- What you are asked to do
Would you please copy each line of the data in which the string "Rect" occurs?

- Given data
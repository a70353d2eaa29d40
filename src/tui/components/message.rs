use ratatui::Frame;
use ratatui::layout::Rect;
use ratatui::style::{Color, Modifier, Style};
use ratatui::widgets::{Block, Padding, Paragraph, Widget, Wrap};

use crate::api;
use crate::tui::component::Component;

/// Horizontal padding (per side) between the border and text content.
const CONTENT_PAD_H: u16 = 1;
/// Total horizontal space consumed by borders (1 left + 1 right) and padding.
const HORIZONTAL_OVERHEAD: u16 = 2 + CONTENT_PAD_H * 2;
/// Total vertical space consumed by borders (1 top + 1 bottom).
const VERTICAL_OVERHEAD: u16 = 2;
const TAB_STOP: &str = "    ";

/// A stateless component that renders a single feed message.
///
/// `Message` is a **transient component**: it's created fresh each frame with the data
/// it needs to render. Selection and ownership are decided by the parent `MessageList`.
///
/// # Styling
///
/// - **Own** messages (green) were written by the configured user and can be edited.
/// - **Others** (blue) are read-only.
/// - The message currently loaded into the composer gets a yellow border.
/// - The selected message in browse mode gets a cyan border.
///
/// # Height Calculation
///
/// [`calculate_height`](Self::calculate_height) predicts the rendered height with
/// `textwrap` options matching Ratatui's `Paragraph` wrapping, so the parent list can
/// lay out the scroll view without rendering every message.
#[derive(Clone, Copy)]
pub struct Message<'a> {
    pub message: &'a api::Message,
    pub is_own: bool,
    pub is_selected: bool,
    /// Whether this message is the composer's edit target
    pub is_editing: bool,
}

impl<'a> Message<'a> {
    pub fn new(
        message: &'a api::Message,
        is_own: bool,
        is_selected: bool,
        is_editing: bool,
    ) -> Self {
        Self {
            message,
            is_own,
            is_selected,
            is_editing,
        }
    }

    /// Calculate the height required for a message given a width.
    pub fn calculate_height(message: &api::Message, width: u16) -> u16 {
        let content_width = width.saturating_sub(HORIZONTAL_OVERHEAD);
        if content_width == 0 {
            // Terminal too narrow for borders + padding
            return 1;
        }

        let content = display_text(&message.text);
        if content.is_empty() {
            return VERTICAL_OVERHEAD;
        }

        let options = textwrap::Options::new(content_width as usize)
            .break_words(true)
            .word_separator(textwrap::WordSeparator::AsciiSpace);

        let lines = textwrap::wrap(&content, options);
        (lines.len() as u16).max(1) + VERTICAL_OVERHEAD
    }

    fn title(&self) -> String {
        format!(
            "{} · {}",
            self.message.display_name(),
            self.message.created_at.format("%H:%M")
        )
    }
}

/// Text as it is drawn: CRLF line breaks normalised, tabs expanded, outer whitespace trimmed.
pub fn display_text(text: &str) -> String {
    text.replace("\r\n", "\n")
        .replace('\r', "\n")
        .replace('\t', TAB_STOP)
        .trim()
        .to_string()
}

fn base_style(is_own: bool) -> Style {
    if is_own {
        Style::default().fg(Color::Green)
    } else {
        Style::default().fg(Color::Blue)
    }
}

impl<'a> Widget for Message<'a> {
    fn render(self, area: Rect, buf: &mut ratatui::buffer::Buffer) {
        let style = base_style(self.is_own);

        let border_style = if self.is_editing {
            Style::default()
                .fg(Color::Yellow)
                .add_modifier(Modifier::BOLD)
        } else if self.is_selected {
            Style::default().fg(Color::Cyan)
        } else {
            style.add_modifier(Modifier::DIM)
        };

        let block = Block::bordered()
            .title(self.title())
            .border_type(ratatui::widgets::BorderType::Rounded)
            .border_style(border_style)
            .title_style(border_style)
            .padding(Padding::horizontal(CONTENT_PAD_H));

        let inner_area = block.inner(area);
        block.render(area, buf);

        Paragraph::new(display_text(&self.message.text))
            .style(style)
            .wrap(Wrap { trim: true })
            .render(inner_area, buf);
    }
}

impl<'a> Component for Message<'a> {
    fn render(&mut self, frame: &mut Frame, area: Rect) {
        frame.render_widget(*self, area);
    }
}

- Response to this exercise
use ratatui::layout::Rect;
    fn render(self, area: Rect, buf: &mut ratatui::buffer::Buffer) {
    fn render(&mut self, frame: &mut Frame, area: Rect) {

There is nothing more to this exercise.